Plusieurs dispositions dessinent, si on les rapproche, l’ébauche d’une véritable justice civile de l’urgence.
74 - Simplification et accélération de la technique de la passerelle devant le TGI. L’article 21 du décret rétablit un article 811 qui améliore sensiblement la technique de la passerelle entre la procédure de référé et la procédure au fond devant le TGI ; désormais, le juge des référés peut directement fixer dans son ordonnance de non lieu à référer la date de l’audience au fond, sans qu’une nouvelle assignation soit nécessaire, puisque « l’ordonnance emporte saisine du tribunal ». La passerelle doit être demandée par l’une des parties et être justifiée par l’urgence ; le juge doit veiller à ce que le défendeur dispose d’un temps suffisant pour préparer sa défense.

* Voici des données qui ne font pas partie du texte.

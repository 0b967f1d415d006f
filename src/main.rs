mod cli;
mod notify;
mod options;
mod package;
mod template;
mod workflow;
mod writer;

use clap::Parser;

fn main() {
    let cli = cli::Cli::parse();
    if let Err(e) = cli::execute_command(cli) {
        eprintln!("Error: {:#}", e);
        std::process::exit(1);
    }
}
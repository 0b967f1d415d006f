use anyhow::Result;
use colored::Colorize;

use crate::template::{placeholders, CATALOG};

pub fn execute(verbose: bool) -> Result<()> {
    println!("\n{} Files in a new project:\n", "📋".bold());
    for template in CATALOG {
        print!("  {} {}", "·".dimmed(), template.path);
        if verbose {
            let mut used = placeholders(template.body);
            used.sort_unstable();
            used.dedup();
            if !used.is_empty() {
                print!(" {}", format!("uses {}", used.join(", ")).dimmed());
            }
        }
        println!();
    }
    println!("\n{} Total: {} files", "✓".green(), CATALOG.len());
    Ok(())
}
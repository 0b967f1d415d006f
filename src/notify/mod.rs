use colored::Colorize;

/// A one-way message from the workflow to whoever is presenting it
#[derive(Debug, Clone, PartialEq, Eq)]
pub enum Notification {
    /// Stage label, e.g. "Writing file 3 of 9: main.py"
    Progress(String),
    /// Something the user should know about that does not stop the run
    Info(String),
    Success(String),
    Error(String),
}

pub trait Notifier {
    fn notify(&mut self, notification: Notification);

    fn progress(&mut self, label: impl Into<String>)
    where
        Self: Sized,
    {
        self.notify(Notification::Progress(label.into()));
    }

    fn info(&mut self, text: impl Into<String>)
    where
        Self: Sized,
    {
        self.notify(Notification::Info(text.into()));
    }
}

/// Prints notifications to the terminal
pub struct ConsoleNotifier {
    verbose: bool,
}

impl ConsoleNotifier {
    pub fn new(verbose: bool) -> Self {
        Self { verbose }
    }
}

impl Notifier for ConsoleNotifier {
    fn notify(&mut self, notification: Notification) {
        match notification {
            Notification::Progress(label) => {
                if self.verbose {
                    println!("{} {}", "→".cyan(), label);
                }
            }
            Notification::Info(text) => println!("{} {}", "⚠".yellow().bold(), text),
            Notification::Success(text) => println!("{} {}", "✓".green().bold(), text),
            Notification::Error(text) => eprintln!("{} {}", "✗".red().bold(), text),
        }
    }
}

/// Keeps every notification, for asserting on in tests
#[cfg(test)]
#[derive(Debug, Default)]
pub struct RecordingNotifier {
    pub received: Vec<Notification>,
}

#[cfg(test)]
impl RecordingNotifier {
    pub fn infos(&self) -> Vec<&str> {
        self.received
            .iter()
            .filter_map(|n| match n {
                Notification::Info(text) => Some(text.as_str()),
                _ => None,
            })
            .collect()
    }

    pub fn errors(&self) -> Vec<&str> {
        self.received
            .iter()
            .filter_map(|n| match n {
                Notification::Error(text) => Some(text.as_str()),
                _ => None,
            })
            .collect()
    }
}

#[cfg(test)]
impl Notifier for RecordingNotifier {
    fn notify(&mut self, notification: Notification) {
        self.received.push(notification);
    }
}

Pour la constitution d’avocat par le défendeur et pour le déroulement de l’audience, l’article 811 renvoie respectivement aux dispositions des articles 790 et 792, al. 2 à 4. En conséquence de ce nouveau texte, l’article 788, dernier alinéa est abrogé par l’article 20 du décret, ce qui a pour effet de ne plus permettre une utilisation d’office de la passerelle ; la technique doit obligatoirement être demandée par l’une des parties. La technique n’a pas été étendue au tribunal d’instance, pas plus qu’au tribunal de commerce ; sans doute une occasion manquée.

75 - L’accélération, en appel, du circuit court de l’article 910, al. 2. Le décret du 28 décembre crée une audience à bref délai dans le cadre des dispositions de l’article 910, al. 2 qui, pour l’essentiel, sont maintenues sur les autres points. Lorsque l’affaire semble présenter un caractère d’urgence ou être en état d’être jugée (le texte ne vise plus le critère de pouvoir être jugée à bref délai), le président de la chambre saisie, d’office ou à la demande de l’une des parties, « fixe à bref délai l’audience à laquelle elle sera appelée ». Le texte ne se contente donc plus d’une fixation aux « jour et heure auxquels l’affaire sera appelée ». Il est clair que les rédacteurs du décret ont voulu renforcer la possibilité offerte aux parties et au président d’accélérer en appel le jugement des affaires urgentes (en apparence au moins) ou en état d’être jugée (en apparence aussi). La seule difficulté consistera à trouver une date d’audience à bref délai pour toutes les affaires qui répondront à l’une de ces conditions ! A force de créer des procédures accélérées on s’apercevra vite que tout est urgence et que les disponibilités des juridictions ne permettront pas de répondre aux demandes. Pour le reste il est procédé selon les dispositions des articles 760 à 762 (renvoi à l’audience).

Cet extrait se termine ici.